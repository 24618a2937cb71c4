//! Ontology label normalization.
//!
//! One-shot pass over an OWL (RDF/XML) ontology that rewrites class labels
//! so they satisfy the downstream graph database naming convention:
//! spaces, `%` and `-` removed, `_x` camelized to `X`, first character
//! lowercased. Classes sitting directly under `owl:Thing` are reparented
//! under a fresh `BcRootClass` root. Alongside the rewritten ontology a
//! `bc_classes_mapping.json` file records, for every class IRI, the original
//! labels and the new label.
//!
//! The rewrite runs as two streaming passes: a first pass collects classes,
//! labels and parents; a second pass copies the document event by event,
//! replacing labels and subclass axioms as it goes, so every other axiom in
//! the file is preserved byte for byte.

use quick_xml::events::{BytesEnd, BytesStart, BytesText, Event};
use quick_xml::{Reader, Writer};
use serde::{Deserialize, Serialize};
use std::collections::{BTreeMap, HashMap, HashSet};
use std::path::{Path, PathBuf};
use tracing::{debug, warn};

use crate::error::{OntologyError, OntologyResult};

/// Characters stripped from labels.
const CHARS_TO_REMOVE: &[char] = &[' ', '%', '-'];

/// Label given to (and IRI fragment of) the injected root class.
const ROOT_CLASS_NAME: &str = "BcRootClass";

const OWL_THING_IRI: &str = "http://www.w3.org/2002/07/owl#Thing";

// =============================================================================
// Label helpers
// =============================================================================

/// Remove every occurrence of the given characters.
pub fn remove_characters(s: &str, chars: &[char]) -> String {
    s.chars().filter(|c| !chars.contains(c)).collect()
}

/// Camelize underscores: each `_x` becomes `X`, a trailing `_` is dropped.
pub fn camelize_underscores(s: &str) -> String {
    let mut out = s.to_string();
    while let Some(p) = out.find('_') {
        let rest = out[p + 1..].to_string();
        let mut chars = rest.chars();
        match chars.next() {
            Some(c) => {
                out = format!("{}{}{}", &out[..p], c.to_uppercase(), chars.as_str());
            }
            None => out.truncate(p),
        }
    }
    out
}

/// Lowercase the first character, leaving the rest untouched.
pub fn lowercase_first(s: &str) -> String {
    let mut chars = s.chars();
    match chars.next() {
        Some(c) => c.to_lowercase().collect::<String>() + chars.as_str(),
        None => String::new(),
    }
}

/// Derive a label from an IRI: the fragment after `#`, else the last path
/// segment, else the IRI itself.
pub fn label_from_iri(iri: &str) -> &str {
    if let Some(p) = iri.rfind('#') {
        if p > 0 {
            return &iri[p + 1..];
        }
    }
    if let Some(p) = iri.rfind('/') {
        if p > 0 {
            return &iri[p + 1..];
        }
    }
    iri
}

/// Full label cleanup: strip characters, camelize, lowercase the head.
pub fn normalize_label(s: &str) -> String {
    let cleaned = remove_characters(s, CHARS_TO_REMOVE);
    lowercase_first(&camelize_underscores(&cleaned))
}

fn is_thing(resource: &str) -> bool {
    resource == OWL_THING_IRI || resource.ends_with("#Thing")
}
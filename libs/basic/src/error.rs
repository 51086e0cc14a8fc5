// Copyright (c) 2022 Huawei Technologies Co.,Ltd. All rights reserved.
//
// sysMaster is licensed under Mulan PSL v2.
// You can use this software according to the terms and conditions of the Mulan
// PSL v2.
// You may obtain a copy of Mulan PSL v2 at:
//         http://license.coscl.org.cn/MulanPSL2
// THIS SOFTWARE IS PROVIDED ON AN "AS IS" BASIS, WITHOUT WARRANTIES OF ANY
// KIND, EITHER EXPRESS OR IMPLIED, INCLUDING BUT NOT LIMITED TO
// NON-INFRINGEMENT, MERCHANTABILITY OR FIT FOR A PARTICULAR PURPOSE.
// See the Mulan PSL v2 for more details.

//! error definitions
use nix::errno::Errno;
use snafu::prelude::*;
#[allow(unused_imports)]
pub use snafu::ResultExt;

#[allow(missing_docs)]
#[derive(Debug, Snafu)]
#[snafu(visibility(pub))]
#[non_exhaustive]
pub enum Error {
    #[snafu(display("Io: {}", source))]
    Io { source: std::io::Error },

    #[snafu(display("Errno: {}", source))]
    Nix { source: nix::Error },

    #[snafu(display("Error parsing from string: {}", source))]
    Parse {
        source: Box<dyn std::error::Error + Send + Sync>,
    },

    #[snafu(display("Time value is out of range: '{}'.", what))]
    OutOfRange { what: String },

    #[snafu(display("Invalid: '{}'.", what))]
    Invalid { what: String },
}

impl Error {
    /// Translate the basic error to error number.
    pub fn get_errno(&self) -> i32 {
        match self {
            Error::Io { source } => source.raw_os_error().unwrap_or(Errno::EIO as i32),
            Error::Nix { source } => *source as i32,
            Error::Parse { source: _ } => Errno::EINVAL as i32,
            Error::OutOfRange { what: _ } => Errno::ERANGE as i32,
            Error::Invalid { what: _ } => Errno::EINVAL as i32,
        }
    }
}

#[allow(unused_macros)]
macro_rules! errfrom {
    ($($st:ty),* => $variant:ident) => (
        $(
            impl From<$st> for Error {
                fn from(e: $st) -> Error {
                    Error::$variant { source: e.into() }
                }
            }
        )*
    )
}

errfrom!(std::num::ParseIntError, std::string::FromUtf8Error => Parse);

///
pub type Result<T, E = Error> = std::result::Result<T, E>;

#[cfg(test)]
mod tests {
    use super::*;

    #[test]
    fn test_get_errno() {
        let e = Error::Invalid {
            what: "x".to_string(),
        };
        assert_eq!(e.get_errno(), Errno::EINVAL as i32);

        let e = Error::Nix {
            source: Errno::EEXIST,
        };
        assert_eq!(e.get_errno(), Errno::EEXIST as i32);

        let e = Error::Io {
            source: std::io::Error::from_raw_os_error(libc::ENOSPC),
        };
        assert_eq!(e.get_errno(), libc::ENOSPC);

        let e: Error = "x".parse::<u32>().unwrap_err().into();
        assert_eq!(e.get_errno(), Errno::EINVAL as i32);
    }
}
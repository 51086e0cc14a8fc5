// Copyright (c) 2022 Huawei Technologies Co.,Ltd. All rights reserved.
//
// sysMaster is licensed under Mulan PSL v2.
// You can use this software according to the terms and conditions of the Mulan
// PSL v2.
// You may obtain a copy of Mulan PSL v2 at:
//         http://license.coscl.org.cn/MulanPSL2
// THIS SOFTWARE IS PROVIDED ON AN "AS IS" BASIS, WITHOUT WARRANTIES OF ANY
// KIND, EITHER EXPRESS OR IMPLIED, INCLUDING BUT NOT LIMITED TO
// NON-INFRINGEMENT, MERCHANTABILITY OR FIT FOR A PARTICULAR PURPOSE.
// See the Mulan PSL v2 for more details.

//! Logging sink shared by the generator tools.
//!
//! The macros are the ones of the `log` facade, so callers write
//! `log::warn!(...)` no matter which targets were initialized.
pub mod logger;

/// reexport log::Log
pub use log::max_level;
pub use log::set_max_level;
pub use log::Log;
pub use log::{debug, error, info, log, trace, warn};
pub use log::{Level, LevelFilter};
pub use log::{Metadata, Record};

pub use logger::init_log;
pub use logger::parse_level;

/// Environment variable overriding the generator log level.
pub const LOG_LEVEL_ENV: &str = "SYSMASTER_LOG_LEVEL";

/// Initialize console logger.
pub fn init_log_to_console(name: &str, level: Level) {
    init_log(name, level, vec!["console"]);
}

/// Initialize kmsg logger.
pub fn init_log_to_kmsg(name: &str, level: Level) {
    init_log(name, level, vec!["kmsg"]);
}

/// Initialize kmsg and console logger.
pub fn init_log_to_kmsg_console(name: &str, level: Level) {
    init_log(name, level, vec!["kmsg", "console"]);
}

/// Set up logging for a generator.
///
/// Generators run before any logging daemon is available, so messages go to
/// the kernel log buffer and the console only. The level is taken from
/// `SYSMASTER_LOG_LEVEL`, falling back to `Info`.
pub fn log_setup_generator(name: &str) {
    init_log_to_kmsg_console(name, generator_log_level());
}

/// The level requested by `SYSMASTER_LOG_LEVEL`, `Info` if unset or invalid.
pub fn generator_log_level() -> Level {
    std::env::var(LOG_LEVEL_ENV)
        .ok()
        .and_then(|v| parse_level(&v))
        .unwrap_or(Level::Info)
}

#[cfg(test)]
mod tests {
    use crate::{generator_log_level, init_log, Level, LOG_LEVEL_ENV};

    #[test]
    fn test_init_log_to_console() {
        init_log("test", Level::Debug, vec!["console"]);
        crate::error!("hello, error!");
        crate::set_max_level(Level::Info.to_level_filter());
        crate::info!("hello, info!");
        crate::debug!("hello debug!"); /* Won't print */
        init_log("test", Level::Debug, vec!["unknown"]);
        crate::info!("hello again!");
    }

    #[test]
    fn test_generator_log_level() {
        std::env::set_var(LOG_LEVEL_ENV, "debug");
        assert_eq!(generator_log_level(), Level::Debug);
        std::env::set_var(LOG_LEVEL_ENV, "warning");
        assert_eq!(generator_log_level(), Level::Warn);
        std::env::set_var(LOG_LEVEL_ENV, "loud");
        assert_eq!(generator_log_level(), Level::Info);
        std::env::remove_var(LOG_LEVEL_ENV);
        assert_eq!(generator_log_level(), Level::Info);
    }
}
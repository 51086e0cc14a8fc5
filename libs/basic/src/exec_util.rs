// Copyright (c) 2022 Huawei Technologies Co.,Ltd. All rights reserved.
//
// sysMaster is licensed under Mulan PSL v2.
// You can use this software according to the terms and conditions of the Mulan
// PSL v2.
// You may obtain a copy of Mulan PSL v2 at:
//         http://license.coscl.org.cn/MulanPSL2
// THIS SOFTWARE IS PROVIDED ON AN "AS IS" BASIS, WITHOUT WARRANTIES OF ANY
// KIND, EITHER EXPRESS OR IMPLIED, INCLUDING BUT NOT LIMITED TO
// NON-INFRINGEMENT, MERCHANTABILITY OR FIT FOR A PARTICULAR PURPOSE.
// See the Mulan PSL v2 for more details.

//! Lookup of helper executables

use crate::error::*;
use std::{
    fs,
    io,
    os::unix::prelude::PermissionsExt,
    path::{Path, PathBuf},
};

/// search path used when $PATH is unset
pub const DEFAULT_PATH: &str = "/usr/local/sbin:/usr/local/bin:/usr/sbin:/usr/bin:/sbin:/bin";

const B_EXEC: u32 = 0o111;

/// check whether the file exists, is a regular file and has an executable bit
pub fn check_executable(file: &Path) -> io::Result<bool> {
    match fs::metadata(file) {
        Err(err) => {
            if err.kind() == io::ErrorKind::NotFound {
                return Ok(false);
            }
            Err(err)
        }
        Ok(md) => Ok(md.is_file() && md.permissions().mode() & B_EXEC != 0),
    }
}

/// Find an executable by name in the colon separated `search_path`.
/// Names containing a slash are checked as they are.
pub fn find_executable(name: &str, search_path: &str) -> Result<Option<PathBuf>> {
    if name.is_empty() {
        return Err(Error::Invalid {
            what: "empty executable name".to_string(),
        });
    }

    if name.contains('/') {
        let p = PathBuf::from(name);
        return Ok(check_executable(&p).context(IoSnafu)?.then_some(p));
    }

    let mut last_err = None;
    for dir in search_path.split(':').filter(|d| !d.is_empty()) {
        let p = Path::new(dir).join(name);
        match check_executable(&p) {
            Ok(true) => return Ok(Some(p)),
            Ok(false) => continue,
            Err(e) => {
                log::debug!("Failed to check {}: {}", p.display(), e);
                last_err = Some(e);
            }
        }
    }

    /* Not found anywhere, but report why a candidate couldn't be checked. */
    match last_err {
        Some(e) => Err(Error::Io { source: e }),
        None => Ok(None),
    }
}

/// Check whether a file system checker "fsck.<fstype>" is installed, searching
/// `search_path` or $PATH if none is given.
pub fn fsck_exists(fstype: &str, search_path: Option<&str>) -> Result<bool> {
    if fstype.is_empty() || fstype.contains('/') {
        return Err(Error::Invalid {
            what: format!("invalid file system type '{}'", fstype),
        });
    }

    let env_path = std::env::var("PATH").ok();
    let search_path = search_path
        .or(env_path.as_deref())
        .unwrap_or(DEFAULT_PATH);

    let checker = format!("fsck.{}", fstype);
    Ok(find_executable(&checker, search_path)?.is_some())
}
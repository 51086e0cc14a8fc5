// Copyright (c) 2022 Huawei Technologies Co.,Ltd. All rights reserved.
//
// sysMaster is licensed under Mulan PSL v2.
// You can use this software according to the terms and conditions of the Mulan
// PSL v2.
// You may obtain a copy of Mulan PSL v2 at:
//         http://license.coscl.org.cn/MulanPSL2
// THIS SOFTWARE IS PROVIDED ON AN "AS IS" BASIS, WITHOUT WARRANTIES OF ANY
// KIND, EITHER EXPRESS OR IMPLIED, INCLUDING BUT NOT LIMITED TO
// NON-INFRINGEMENT, MERCHANTABILITY OR FIT FOR A PARTICULAR PURPOSE.
// See the Mulan PSL v2 for more details.

//! Support library of the unit generators.
//!
//! A generator translates configuration like /etc/fstab into units, drop-ins
//! and dependency symlinks in an output directory before the service manager
//! loads its units. This crate provides the pieces all generators share:
//! exclusive unit file creation, drop-ins, dependency edges and the rules for
//! file system checks, device timeouts and mkfs/mkswap/growfs hooks.
//!
//! ```no_run
//! use generator::{Generator, GeneratorArgs};
//!
//! let args: Vec<String> = std::env::args().collect();
//! let args = GeneratorArgs::parse(&args)?;
//! log::log_setup_generator(&args.program);
//!
//! let g = Generator::new(&args.normal, &args.program);
//! let mut unit = g.open_unit_file(Some("/etc/fstab"), "data.mount")?;
//! unit.write_str("[Unit]\n")?;
//! g.write_fsck_deps(&mut unit, "/dev/sdb1", "/data", Some("ext4"))?;
//! unit.write_str("\n[Mount]\nWhat=/dev/sdb1\nWhere=/data\n")?;
//! unit.commit()?;
//! # Ok::<(), generator::Error>(())
//! ```
pub mod context;
pub mod dropin;
pub mod error;
pub mod escape;
pub mod rules;
pub mod symlink;
pub mod unit_file;

pub use context::{program_name, BootEnvironment, Generator, GeneratorArgs, HelperPaths};
pub use dropin::{write_drop_in, DEFAULT_DROP_IN_PRIORITY};
pub use error::*;
pub use escape::{cescape, cunescape, escape, specifier_escape, EscapedPath};
pub use rules::CheckTarget;
pub use symlink::{add_symlink, Relation};
pub use unit_file::UnitFile;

· · · · · · ·

_Problem to work on_. Please print verbatim each line from the first line of the entries above to the line that contains "byte for byte.", inclusive, and nothing more.

_Result of this exercise_.
repository 24618a2937cb71c4
//! Ontology label normalization.
//!
//! One-shot pass over an OWL (RDF/XML) ontology that rewrites class labels
//! so they satisfy the downstream graph database naming convention:
//! spaces, `%` and `-` removed, `_x` camelized to `X`, first character
//! lowercased. Classes sitting directly under `owl:Thing` are reparented
//! under a fresh `BcRootClass` root. Alongside the rewritten ontology a
//! `bc_classes_mapping.json` file records, for every class IRI, the original
//! labels and the new label.
//!
//! The rewrite runs as two streaming passes: a first pass collects classes,
//! labels and parents; a second pass copies the document event by event,
//! replacing labels and subclass axioms as it goes, so every other axiom in
//! the file is preserved byte for byte.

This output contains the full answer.